**Task input**
[Start of section]

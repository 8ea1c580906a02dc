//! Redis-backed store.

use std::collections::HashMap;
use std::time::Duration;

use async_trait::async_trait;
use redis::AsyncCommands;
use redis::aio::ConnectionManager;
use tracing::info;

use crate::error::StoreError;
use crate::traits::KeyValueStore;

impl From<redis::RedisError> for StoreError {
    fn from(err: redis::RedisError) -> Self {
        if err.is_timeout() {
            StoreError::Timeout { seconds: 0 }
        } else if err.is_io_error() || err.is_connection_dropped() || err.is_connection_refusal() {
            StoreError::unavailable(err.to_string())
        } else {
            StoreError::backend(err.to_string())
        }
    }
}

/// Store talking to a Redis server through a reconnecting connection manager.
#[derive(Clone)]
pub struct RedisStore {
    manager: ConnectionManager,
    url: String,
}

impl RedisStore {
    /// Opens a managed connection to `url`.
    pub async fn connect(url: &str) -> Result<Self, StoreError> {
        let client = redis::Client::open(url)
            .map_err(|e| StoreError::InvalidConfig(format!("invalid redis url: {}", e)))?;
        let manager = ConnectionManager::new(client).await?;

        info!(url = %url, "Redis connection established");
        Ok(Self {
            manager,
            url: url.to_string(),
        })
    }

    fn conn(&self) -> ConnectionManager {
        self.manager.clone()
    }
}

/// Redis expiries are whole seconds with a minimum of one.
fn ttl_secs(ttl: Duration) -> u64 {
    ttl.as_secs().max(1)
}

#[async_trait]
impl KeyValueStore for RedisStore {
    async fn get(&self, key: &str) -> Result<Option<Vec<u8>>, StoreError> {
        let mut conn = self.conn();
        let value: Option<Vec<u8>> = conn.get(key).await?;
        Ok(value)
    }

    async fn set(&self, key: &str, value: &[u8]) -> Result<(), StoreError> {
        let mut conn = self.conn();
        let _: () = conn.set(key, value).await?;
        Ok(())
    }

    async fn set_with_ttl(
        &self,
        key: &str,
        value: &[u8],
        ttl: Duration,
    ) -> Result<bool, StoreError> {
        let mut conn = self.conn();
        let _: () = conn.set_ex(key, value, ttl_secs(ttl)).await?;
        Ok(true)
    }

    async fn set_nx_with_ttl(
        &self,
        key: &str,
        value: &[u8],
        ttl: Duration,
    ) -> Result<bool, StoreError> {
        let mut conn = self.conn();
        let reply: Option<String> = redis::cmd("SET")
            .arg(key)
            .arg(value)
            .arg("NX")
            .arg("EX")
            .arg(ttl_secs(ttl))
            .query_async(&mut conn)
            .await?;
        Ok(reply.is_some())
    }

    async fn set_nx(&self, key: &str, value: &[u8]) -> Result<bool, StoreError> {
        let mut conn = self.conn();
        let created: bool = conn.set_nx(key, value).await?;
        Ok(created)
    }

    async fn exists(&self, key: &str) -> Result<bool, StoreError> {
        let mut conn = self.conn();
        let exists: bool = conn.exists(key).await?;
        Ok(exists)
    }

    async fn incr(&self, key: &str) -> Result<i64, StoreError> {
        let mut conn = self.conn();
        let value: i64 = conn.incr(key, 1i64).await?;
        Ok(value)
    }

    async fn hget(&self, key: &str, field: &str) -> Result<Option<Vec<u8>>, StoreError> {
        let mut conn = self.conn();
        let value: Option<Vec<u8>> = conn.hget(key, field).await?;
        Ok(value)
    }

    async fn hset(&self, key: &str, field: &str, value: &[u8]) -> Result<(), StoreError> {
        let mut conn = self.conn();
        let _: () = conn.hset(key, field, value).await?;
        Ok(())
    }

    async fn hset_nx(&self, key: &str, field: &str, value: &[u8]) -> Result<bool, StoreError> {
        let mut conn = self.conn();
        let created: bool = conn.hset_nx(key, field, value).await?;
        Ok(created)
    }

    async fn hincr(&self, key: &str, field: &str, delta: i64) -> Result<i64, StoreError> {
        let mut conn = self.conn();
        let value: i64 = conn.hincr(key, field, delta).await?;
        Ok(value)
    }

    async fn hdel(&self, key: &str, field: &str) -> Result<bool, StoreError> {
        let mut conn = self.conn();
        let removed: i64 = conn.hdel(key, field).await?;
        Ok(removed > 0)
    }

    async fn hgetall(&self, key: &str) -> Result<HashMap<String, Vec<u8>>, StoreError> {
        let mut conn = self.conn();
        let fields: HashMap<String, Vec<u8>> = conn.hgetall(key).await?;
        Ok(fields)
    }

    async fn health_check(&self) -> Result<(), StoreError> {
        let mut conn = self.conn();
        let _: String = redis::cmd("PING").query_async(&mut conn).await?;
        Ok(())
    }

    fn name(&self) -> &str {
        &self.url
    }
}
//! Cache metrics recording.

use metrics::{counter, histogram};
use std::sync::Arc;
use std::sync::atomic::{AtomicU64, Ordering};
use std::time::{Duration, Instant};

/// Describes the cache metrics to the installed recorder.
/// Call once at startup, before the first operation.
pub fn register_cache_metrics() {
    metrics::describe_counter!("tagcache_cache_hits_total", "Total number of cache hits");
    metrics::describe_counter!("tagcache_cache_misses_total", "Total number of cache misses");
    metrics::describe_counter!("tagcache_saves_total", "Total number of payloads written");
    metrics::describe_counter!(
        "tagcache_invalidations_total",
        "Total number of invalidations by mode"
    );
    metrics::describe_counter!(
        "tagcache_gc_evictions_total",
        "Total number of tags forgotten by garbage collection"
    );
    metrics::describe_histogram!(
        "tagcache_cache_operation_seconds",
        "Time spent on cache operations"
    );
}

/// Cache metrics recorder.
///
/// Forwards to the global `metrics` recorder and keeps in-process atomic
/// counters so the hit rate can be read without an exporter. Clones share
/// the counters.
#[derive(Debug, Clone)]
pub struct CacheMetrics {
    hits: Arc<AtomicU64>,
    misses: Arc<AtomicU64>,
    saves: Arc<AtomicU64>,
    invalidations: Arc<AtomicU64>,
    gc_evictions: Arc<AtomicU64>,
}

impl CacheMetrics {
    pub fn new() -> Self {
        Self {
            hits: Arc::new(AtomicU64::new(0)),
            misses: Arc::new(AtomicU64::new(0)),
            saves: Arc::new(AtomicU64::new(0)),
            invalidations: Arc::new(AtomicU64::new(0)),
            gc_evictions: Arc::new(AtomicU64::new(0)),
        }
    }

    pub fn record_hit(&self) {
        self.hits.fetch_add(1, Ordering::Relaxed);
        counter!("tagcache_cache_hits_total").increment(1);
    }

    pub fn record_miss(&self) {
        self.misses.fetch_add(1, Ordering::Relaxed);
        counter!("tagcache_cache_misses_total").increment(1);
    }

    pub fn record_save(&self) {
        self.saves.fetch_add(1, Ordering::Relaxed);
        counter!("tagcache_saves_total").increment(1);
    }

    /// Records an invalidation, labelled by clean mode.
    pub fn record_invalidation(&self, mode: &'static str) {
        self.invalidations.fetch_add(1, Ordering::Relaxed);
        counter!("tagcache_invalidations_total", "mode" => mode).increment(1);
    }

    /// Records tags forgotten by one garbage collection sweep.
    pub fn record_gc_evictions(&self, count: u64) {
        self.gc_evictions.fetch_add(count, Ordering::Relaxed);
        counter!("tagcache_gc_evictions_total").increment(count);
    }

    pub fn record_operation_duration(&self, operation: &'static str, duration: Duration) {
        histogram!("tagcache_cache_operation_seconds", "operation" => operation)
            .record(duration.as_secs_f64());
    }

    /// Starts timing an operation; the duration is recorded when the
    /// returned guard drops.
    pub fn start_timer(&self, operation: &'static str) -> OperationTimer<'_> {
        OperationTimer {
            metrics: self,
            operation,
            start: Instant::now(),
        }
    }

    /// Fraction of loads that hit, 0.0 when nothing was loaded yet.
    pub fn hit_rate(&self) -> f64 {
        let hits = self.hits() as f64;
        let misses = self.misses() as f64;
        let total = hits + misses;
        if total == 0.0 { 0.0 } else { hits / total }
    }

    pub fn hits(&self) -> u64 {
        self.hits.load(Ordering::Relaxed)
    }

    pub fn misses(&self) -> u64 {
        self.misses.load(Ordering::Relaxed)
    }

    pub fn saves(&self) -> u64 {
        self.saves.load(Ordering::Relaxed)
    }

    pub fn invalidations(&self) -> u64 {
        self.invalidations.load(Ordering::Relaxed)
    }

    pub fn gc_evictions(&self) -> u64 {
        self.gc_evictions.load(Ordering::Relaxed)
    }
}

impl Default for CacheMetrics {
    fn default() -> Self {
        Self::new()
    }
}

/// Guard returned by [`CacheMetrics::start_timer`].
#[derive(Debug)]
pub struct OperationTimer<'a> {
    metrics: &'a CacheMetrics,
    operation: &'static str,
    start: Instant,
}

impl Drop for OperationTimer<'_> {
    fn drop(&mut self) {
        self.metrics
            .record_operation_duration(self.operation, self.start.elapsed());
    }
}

[End of section]

**Exercise instructions**
Copy out, word for word, the part of the entries above that begins at the line with "fn conn(&self) ->" and ends at the line with "async fn set(&self, key: &str, value: &[u8])", including both.

**Solution to the problem**
    fn conn(&self) -> ConnectionManager {
        self.manager.clone()
    }
}

/// Redis expiries are whole seconds with a minimum of one.
fn ttl_secs(ttl: Duration) -> u64 {
    ttl.as_secs().max(1)
}

#[async_trait]
impl KeyValueStore for RedisStore {
    async fn get(&self, key: &str) -> Result<Option<Vec<u8>>, StoreError> {
        let mut conn = self.conn();
        let value: Option<Vec<u8>> = conn.get(key).await?;
        Ok(value)
    }

    async fn set(&self, key: &str, value: &[u8]) -> Result<(), StoreError> {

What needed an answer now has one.